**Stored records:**
┌──

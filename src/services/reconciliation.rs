use std::collections::HashMap;

use serde::{Deserialize, Serialize, Serializer};
use tokio::task::JoinHandle;
use tracing::{info, instrument, warn};

use super::stock_store::StockStore;
use crate::models::Material;

/// One line of a withdrawal batch.
#[derive(Debug, Clone, PartialEq, Eq, Serialize, Deserialize)]
#[serde(rename_all = "camelCase")]
pub struct WithdrawRequest {
    pub material_id: String,
    pub quantity: i64,
}

impl WithdrawRequest {
    pub fn new(material_id: impl Into<String>, quantity: i64) -> Self {
        Self {
            material_id: material_id.into(),
            quantity,
        }
    }
}

/// Outcome of a withdrawal batch. A rejected batch changes nothing.
#[derive(Debug, Clone, PartialEq, Eq)]
pub enum WithdrawResult {
    Success,
    Rejected { errors: Vec<String> },
}

impl WithdrawResult {
    pub fn is_success(&self) -> bool {
        matches!(self, Self::Success)
    }

    pub fn errors(&self) -> &[String] {
        match self {
            Self::Success => &[],
            Self::Rejected { errors } => errors,
        }
    }
}

// Wire shape: {"success": true} or {"success": false, "errors": [...]}
impl Serialize for WithdrawResult {
    fn serialize<S: Serializer>(&self, serializer: S) -> Result<S::Ok, S::Error> {
        #[derive(Serialize)]
        struct Wire<'a> {
            success: bool,
            #[serde(skip_serializing_if = "Option::is_none")]
            errors: Option<&'a [String]>,
        }

        let wire = match self {
            Self::Success => Wire {
                success: true,
                errors: None,
            },
            Self::Rejected { errors } => Wire {
                success: false,
                errors: Some(errors.as_slice()),
            },
        };
        wire.serialize(serializer)
    }
}

pub const NO_ITEMS_ERROR: &str = "no withdrawal items";

/// Sums quantities per material id, keeping first-appearance order.
pub fn aggregate(requests: &[WithdrawRequest]) -> Vec<(String, i64)> {
    let mut index: HashMap<&str, usize> = HashMap::new();
    let mut totals: Vec<(String, i64)> = Vec::new();

    for request in requests {
        match index.get(request.material_id.as_str()) {
            Some(&pos) => {
                totals[pos].1 = totals[pos].1.saturating_add(request.quantity);
            }
            None => {
                index.insert(request.material_id.as_str(), totals.len());
                totals.push((request.material_id.clone(), request.quantity));
            }
        }
    }

    totals
}

/// Checks aggregated withdrawals against a snapshot, collecting every problem.
pub fn validate(aggregated: &[(String, i64)], snapshot: &[Material]) -> Vec<String> {
    let mut errors = Vec::new();

    for (material_id, quantity) in aggregated {
        let Some(material) = snapshot.iter().find(|m| &m.id == material_id) else {
            errors.push(format!("material not found: {}", material_id));
            continue;
        };

        if *quantity <= 0 {
            errors.push(format!(
                "quantity for {} must be greater than zero",
                material.name
            ));
        } else if *quantity > i64::from(material.stock) {
            errors.push(format!(
                "{} insufficient stock ({} {})",
                material.name, material.stock, material.unit
            ));
        }
    }

    errors
}

/// Validates and applies withdrawal batches against a [`StockStore`].
///
/// Validation is all-or-nothing against a point-in-time snapshot. Once a
/// batch passes, each material's deduction runs as its own background task
/// and the caller is answered without waiting for them. Deductions are not
/// coordinated across materials or across concurrent batches; the only
/// guarantee is that stock never drops below zero.
#[derive(Clone)]
pub struct ReconciliationEngine {
    store: StockStore,
}

impl ReconciliationEngine {
    pub fn new(store: StockStore) -> Self {
        Self { store }
    }

    pub fn store(&self) -> &StockStore {
        &self.store
    }

    /// Validates the batch and, if it passes, detaches the stock writes.
    ///
    /// Must be called from within a Tokio runtime.
    pub fn withdraw_materials(&self, requests: &[WithdrawRequest]) -> WithdrawResult {
        let (result, _detached) = self.withdraw_materials_tracked(requests);
        result
    }

    /// Same as [`withdraw_materials`](Self::withdraw_materials), but hands back
    /// the spawned per-material tasks so callers that must outlive them (the
    /// CLI, tests) can await completion.
    #[instrument(skip(self, requests), fields(lines = requests.len()))]
    pub fn withdraw_materials_tracked(
        &self,
        requests: &[WithdrawRequest],
    ) -> (WithdrawResult, Vec<JoinHandle<()>>) {
        if requests.is_empty() {
            return (
                WithdrawResult::Rejected {
                    errors: vec![NO_ITEMS_ERROR.to_string()],
                },
                Vec::new(),
            );
        }

        let aggregated = aggregate(requests);
        let snapshot = self.store.snapshot();
        let errors = validate(&aggregated, &snapshot);

        if !errors.is_empty() {
            warn!(error_count = errors.len(), "Withdrawal rejected");
            return (WithdrawResult::Rejected { errors }, Vec::new());
        }

        info!(materials = aggregated.len(), "Withdrawal accepted");
        let handles = aggregated
            .into_iter()
            .map(|(material_id, quantity)| {
                let store = self.store.clone();
                tokio::spawn(async move { store.withdraw_stock(&material_id, quantity).await })
            })
            .collect();

        (WithdrawResult::Success, handles)
    }
}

└──

**Exercise instructions:** Take every line above carrying "derive" and return it.

**Exercise answer:**
#[derive(Debug, Clone, PartialEq, Eq, Serialize, Deserialize)]
#[derive(Debug, Clone, PartialEq, Eq)]
        #[derive(Serialize)]
#[derive(Clone)]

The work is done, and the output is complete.